Но я и не мог знать, что ожидал меня иной, третий вариант, и этот Кощей как раз был его соучастником. Он задавал и задавал дурацкие вопросы, ни один из них я не помню, водил перед глазами какой-то палочкой, щелкал костлявыми пальцами над ухом. Казалось, он весь был пропитан хлоркой, больничной мёртвой чистотой, холодом глухих коридоров мрачной лечебницы. Одним видом он заставлял ненавидеть себя. Слабый, тщедушный человек. Я знал, что, несмотря на потерю сил, даже тогда я мог бы одним ударом сбить его с ног. Врач чувствовал свою силу и, видимо, думал, что владеет мною, как подопытной крысой, и может сделать всё, что пожелает. И, прочитав агрессию в моих глазах, проскрипел:

- Не делай глупостей, спокойнее... иначе - укол.

Я отвернулся, стараясь не дышать. Хотелось зажмуриться так сильно, чтобы просто исчезнуть из этого мира и очнуться в иной реальности, где всё иначе. Где нет зла, подлости, лжи и порока. Где я совсем другой. Но реальность оставалась одна. И в ней я был плоским червём, мерзким, жалким гадом под чьим-то грубым сапогом.

Врач ушел, так и не объяснив, зачем приходил. Ближе к вечеру меня вывели из камеры и по темным, ставшим уже знакомыми коридорам проводили в кабинет Пряхина.

Казалось, майор работал круглыми сутками, хотел, но не мог скрыть усталости. Это суровое здание также проглотило и медленно пережевывало его, сделав своим грозным и беспристрастным оружием. Но "серый дом" питался не только болью, что творилась в его застенках, он также медленно ел тела и души своих прислужников, выпивал их, потому и лица работников госбезопасности были такими бескровными. Пряхин по обыкновению долго молчал, не отвлекаясь от бумаг, будто бы меня и не было. В тишине только слышался стук напольных часов, мне даже и не нужно было смотреть в тёмный угол, я знал их звук с детства. Это были наши часы. Пряхин по-прежнему не смотрел на меня, а лишь произнёс:

- Ну что? - теперь он что-то писал, скрипя железным пером, поминутно макая его в большую, похожую на жабу чернильницу. Он ждал, будто мне было что сказать, добавить, сослужить ему в очередном "тёмном" деле, обличить каких-то новых заговорщиков.

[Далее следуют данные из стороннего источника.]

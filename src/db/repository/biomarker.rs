use std::str::FromStr;

use chrono::{DateTime, Utc};
use rusqlite::{params, Connection, OptionalExtension};
use uuid::Uuid;

use crate::db::DatabaseError;
use crate::models::enums::{Importance, MarkerCategory, MarkerStatus};
use crate::models::{BiomarkerDefinition, BiomarkerResult, NormalRange};

pub fn insert_definition(
    conn: &Connection,
    def: &BiomarkerDefinition,
) -> Result<(), DatabaseError> {
    let recommendations = serde_json::to_string(&def.recommendations)
        .map_err(|e| DatabaseError::ConstraintViolation(e.to_string()))?;

    conn.execute(
        "INSERT INTO biomarker_definitions (id, name, description, category, importance,
         normal_min, normal_max, normal_unit, recommendations, created_at)
         VALUES (?1, ?2, ?3, ?4, ?5, ?6, ?7, ?8, ?9, ?10)",
        params![
            def.id.to_string(),
            def.name,
            def.description,
            def.category.as_str(),
            def.importance.as_str(),
            def.normal_range.as_ref().map(|r| r.min),
            def.normal_range.as_ref().map(|r| r.max),
            def.normal_range.as_ref().map(|r| r.unit.clone()),
            recommendations,
            def.created_at.to_rfc3339(),
        ],
    )?;
    Ok(())
}

/// Case-insensitive definition lookup — the dedup key for lazy creation.
/// Returns the oldest match if OCR variance ever produced duplicates.
pub fn find_definition_by_name(
    conn: &Connection,
    name: &str,
) -> Result<Option<BiomarkerDefinition>, DatabaseError> {
    let row = conn
        .query_row(
            "SELECT id, name, description, category, importance,
             normal_min, normal_max, normal_unit, recommendations, created_at
             FROM biomarker_definitions WHERE LOWER(name) = LOWER(?1)
             ORDER BY created_at ASC LIMIT 1",
            params![name],
            |row| Ok(definition_row_from_rusqlite(row)),
        )
        .optional()?;

    match row {
        Some(r) => Ok(Some(definition_from_row(r?)?)),
        None => Ok(None),
    }
}

pub fn list_definitions(conn: &Connection) -> Result<Vec<BiomarkerDefinition>, DatabaseError> {
    let mut stmt = conn.prepare(
        "SELECT id, name, description, category, importance,
         normal_min, normal_max, normal_unit, recommendations, created_at
         FROM biomarker_definitions ORDER BY name COLLATE NOCASE",
    )?;

    let rows = stmt.query_map([], |row| Ok(definition_row_from_rusqlite(row)))?;

    let mut defs = Vec::new();
    for row in rows {
        defs.push(definition_from_row(row??)?);
    }
    Ok(defs)
}

pub fn insert_result(conn: &Connection, result: &BiomarkerResult) -> Result<(), DatabaseError> {
    conn.execute(
        "INSERT INTO biomarker_results (id, analysis_id, biomarker_id, value, unit, status, created_at)
         VALUES (?1, ?2, ?3, ?4, ?5, ?6, ?7)",
        params![
            result.id.to_string(),
            result.analysis_id.to_string(),
            result.biomarker_id.to_string(),
            result.value,
            result.unit,
            result.status.as_str(),
            result.created_at.to_rfc3339(),
        ],
    )?;
    Ok(())
}

pub fn list_results_by_analysis(
    conn: &Connection,
    analysis_id: &Uuid,
) -> Result<Vec<BiomarkerResult>, DatabaseError> {
    let mut stmt = conn.prepare(
        "SELECT id, analysis_id, biomarker_id, value, unit, status, created_at
         FROM biomarker_results WHERE analysis_id = ?1 ORDER BY created_at ASC",
    )?;

    let rows = stmt.query_map(params![analysis_id.to_string()], |row| {
        Ok(result_row_from_rusqlite(row))
    })?;

    let mut results = Vec::new();
    for row in rows {
        results.push(result_from_row(row??)?);
    }
    Ok(results)
}

// Internal row types

struct DefinitionRow {
    id: String,
    name: String,
    description: Option<String>,
    category: String,
    importance: String,
    normal_min: Option<f64>,
    normal_max: Option<f64>,
    normal_unit: Option<String>,
    recommendations: String,
    created_at: String,
}

fn definition_row_from_rusqlite(
    row: &rusqlite::Row<'_>,
) -> Result<DefinitionRow, rusqlite::Error> {
    Ok(DefinitionRow {
        id: row.get(0)?,
        name: row.get(1)?,
        description: row.get(2)?,
        category: row.get(3)?,
        importance: row.get(4)?,
        normal_min: row.get(5)?,
        normal_max: row.get(6)?,
        normal_unit: row.get(7)?,
        recommendations: row.get(8)?,
        created_at: row.get(9)?,
    })
}

fn definition_from_row(row: DefinitionRow) -> Result<BiomarkerDefinition, DatabaseError> {
    let normal_range = match (row.normal_min, row.normal_max, row.normal_unit) {
        (Some(min), Some(max), Some(unit)) => Some(NormalRange { min, max, unit }),
        _ => None,
    };

    Ok(BiomarkerDefinition {
        id: Uuid::parse_str(&row.id)
            .map_err(|e| DatabaseError::ConstraintViolation(e.to_string()))?,
        name: row.name,
        description: row.description,
        category: MarkerCategory::from_str(&row.category)?,
        importance: Importance::from_str(&row.importance)?,
        normal_range,
        recommendations: serde_json::from_str(&row.recommendations)
            .map_err(|e| DatabaseError::ConstraintViolation(e.to_string()))?,
        created_at: parse_timestamp(&row.created_at)?,
    })
}

struct ResultRow {
    id: String,
    analysis_id: String,
    biomarker_id: String,
    value: String,
    unit: String,
    status: String,
    created_at: String,
}

fn result_row_from_rusqlite(row: &rusqlite::Row<'_>) -> Result<ResultRow, rusqlite::Error> {
    Ok(ResultRow {
        id: row.get(0)?,
        analysis_id: row.get(1)?,
        biomarker_id: row.get(2)?,
        value: row.get(3)?,
        unit: row.get(4)?,
        status: row.get(5)?,
        created_at: row.get(6)?,
    })
}

fn result_from_row(row: ResultRow) -> Result<BiomarkerResult, DatabaseError> {
    Ok(BiomarkerResult {
        id: Uuid::parse_str(&row.id)
            .map_err(|e| DatabaseError::ConstraintViolation(e.to_string()))?,
        analysis_id: Uuid::parse_str(&row.analysis_id)
            .map_err(|e| DatabaseError::ConstraintViolation(e.to_string()))?,
        biomarker_id: Uuid::parse_str(&row.biomarker_id)
            .map_err(|e| DatabaseError::ConstraintViolation(e.to_string()))?,
        value: row.value,
        unit: row.unit,
        status: MarkerStatus::from_str(&row.status)?,
        created_at: parse_timestamp(&row.created_at)?,
    })
}

fn parse_timestamp(s: &str) -> Result<DateTime<Utc>, DatabaseError> {
    DateTime::parse_from_rfc3339(s)
        .map(|t| t.with_timezone(&Utc))
        .map_err(|e| DatabaseError::ConstraintViolation(e.to_string()))
}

Но я не отвечал. Мне даже не хотелось спрашивать: "Так что же будет дальше?" Не стоит теперь вымаливать спасения у человека, для которого нет ничего святого, который попрал дружбу, доверие. За служение языкастому богу "серого дома" он отдал всё, положив на красный алтарь душу, а заодно и души сотен несчастных жертв. Мне даже послышалось в тишине, как урчит ненасытное нутро дома НКВД.

- Ничего, - произнёс я.

Пряхин резко встал.

- Обвинение тебе предъявлено не будет, - вдруг сказал он, скрестив руки за спиной и отойдя к наглухо зашторенному окну.

- Значит, я невиновен? - запела моя скользкая душа под сапогом. Слабая, измученная, она не слушалась моей воли, и пищала, пищала о спасении.

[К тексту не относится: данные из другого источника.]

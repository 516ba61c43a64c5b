//! Review & Edit stage — the editable staging buffer between parsing and
//! analysis.
//!
//! The buffer is a plain value type owned by the caller: every operation is
//! an in-memory transform, nothing is persisted until the orchestrator
//! commits the confirmed set. Abandoning the buffer has no side effects.
//! Status and category are recomputed on every relevant edit so the user
//! always sees live status chips, never stale ones.

use serde::{Deserialize, Serialize};
use thiserror::Error;
use uuid::Uuid;

use super::parsing::{categorize, classify_status, BiomarkerField, ParseOutcome};

#[derive(Error, Debug)]
pub enum ReviewError {
    #[error("At least one biomarker with a name and value is required")]
    NoFields,

    #[error("No staged field with id {0}")]
    FieldNotFound(Uuid),
}

/// Partial update for a staged field. `None` leaves the member unchanged.
#[derive(Debug, Clone, Default, Serialize, Deserialize)]
pub struct FieldPatch {
    pub name: Option<String>,
    pub value: Option<String>,
    pub unit: Option<String>,
    pub is_editing: Option<bool>,
}

/// The staging buffer: parsed-but-unconfirmed biomarker candidates.
#[derive(Debug, Clone, Default, Serialize, Deserialize)]
pub struct ReviewBuffer {
    fields: Vec<BiomarkerField>,
}

impl ReviewBuffer {
    pub fn new() -> Self {
        Self::default()
    }

    pub fn from_outcome(outcome: ParseOutcome) -> Self {
        Self {
            fields: outcome.fields,
        }
    }

    pub fn fields(&self) -> &[BiomarkerField] {
        &self.fields
    }

    pub fn len(&self) -> usize {
        self.fields.len()
    }

    pub fn is_empty(&self) -> bool {
        self.fields.is_empty()
    }

    /// Append a blank field in edit mode; returns its id.
    pub fn add(&mut self) -> Uuid {
        let field = BiomarkerField::blank();
        let id = field.id;
        self.fields.push(field);
        id
    }

    /// Merge a patch into a field. Changing name, value, or unit recomputes
    /// status and category immediately — never lazily at confirm time.
    pub fn update(&mut self, id: Uuid, patch: FieldPatch) -> Result<(), ReviewError> {
        let field = self
            .fields
            .iter_mut()
            .find(|f| f.id == id)
            .ok_or(ReviewError::FieldNotFound(id))?;

        let mut reclassify = false;
        if let Some(name) = patch.name {
            field.name = name;
            reclassify = true;
        }
        if let Some(value) = patch.value {
            field.value = value;
            reclassify = true;
        }
        if let Some(unit) = patch.unit {
            field.unit = unit;
            reclassify = true;
        }
        if let Some(is_editing) = patch.is_editing {
            field.is_editing = is_editing;
        }

        if reclassify {
            field.status = classify_status(&field.name, &field.value);
            field.category = categorize(&field.name);
        }

        Ok(())
    }

    /// Delete a staged field by id.
    pub fn remove(&mut self, id: Uuid) -> Result<(), ReviewError> {
        let before = self.fields.len();
        self.fields.retain(|f| f.id != id);
        if self.fields.len() == before {
            return Err(ReviewError::FieldNotFound(id));
        }
        Ok(())
    }

    /// Confirm the buffer: keep fields where both name and value are
    /// non-blank after trimming, silently dropping the rest. Refuses to
    /// proceed when nothing remains.
    pub fn confirm(&self) -> Result<ConfirmedFields, ReviewError> {
        let fields: Vec<BiomarkerField> = self
            .fields
            .iter()
            .filter(|f| !f.name.trim().is_empty() && !f.value.trim().is_empty())
            .cloned()
            .collect();

        if fields.is_empty() {
            return Err(ReviewError::NoFields);
        }

        Ok(ConfirmedFields { fields })
    }
}

/// The confirmed subset of a staging buffer, ready for analysis and commit.
#[derive(Debug, Clone)]
pub struct ConfirmedFields {
    pub fields: Vec<BiomarkerField>,
}

impl ConfirmedFields {
    /// Serialize back into the `"name: value unit"` line format the parser
    /// consumes — the same text shape the next pipeline stage expects.
    pub fn serialize(&self) -> String {
        self.fields
            .iter()
            .map(|f| {
                let line = format!("{}: {} {}", f.name.trim(), f.value.trim(), f.unit.trim());
                line.trim_end().to_string()
            })
            .collect::<Vec<_>>()
            .join("\n")
    }
}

- Ты сам признался, что являешься невольным соучастником преступной группы, и помог следствию во всём. Ты - не враг родины, тебя просто ввели в заблуждение. Ведь так?

- Так, - поддакнул я. - Так, вы же сами знаете.

Во рту пересохло, я хотел пить, или хотя бы сглотнуть слюну, но поперхнулся, будто в горле разбухла шершавой губкой моя слабость.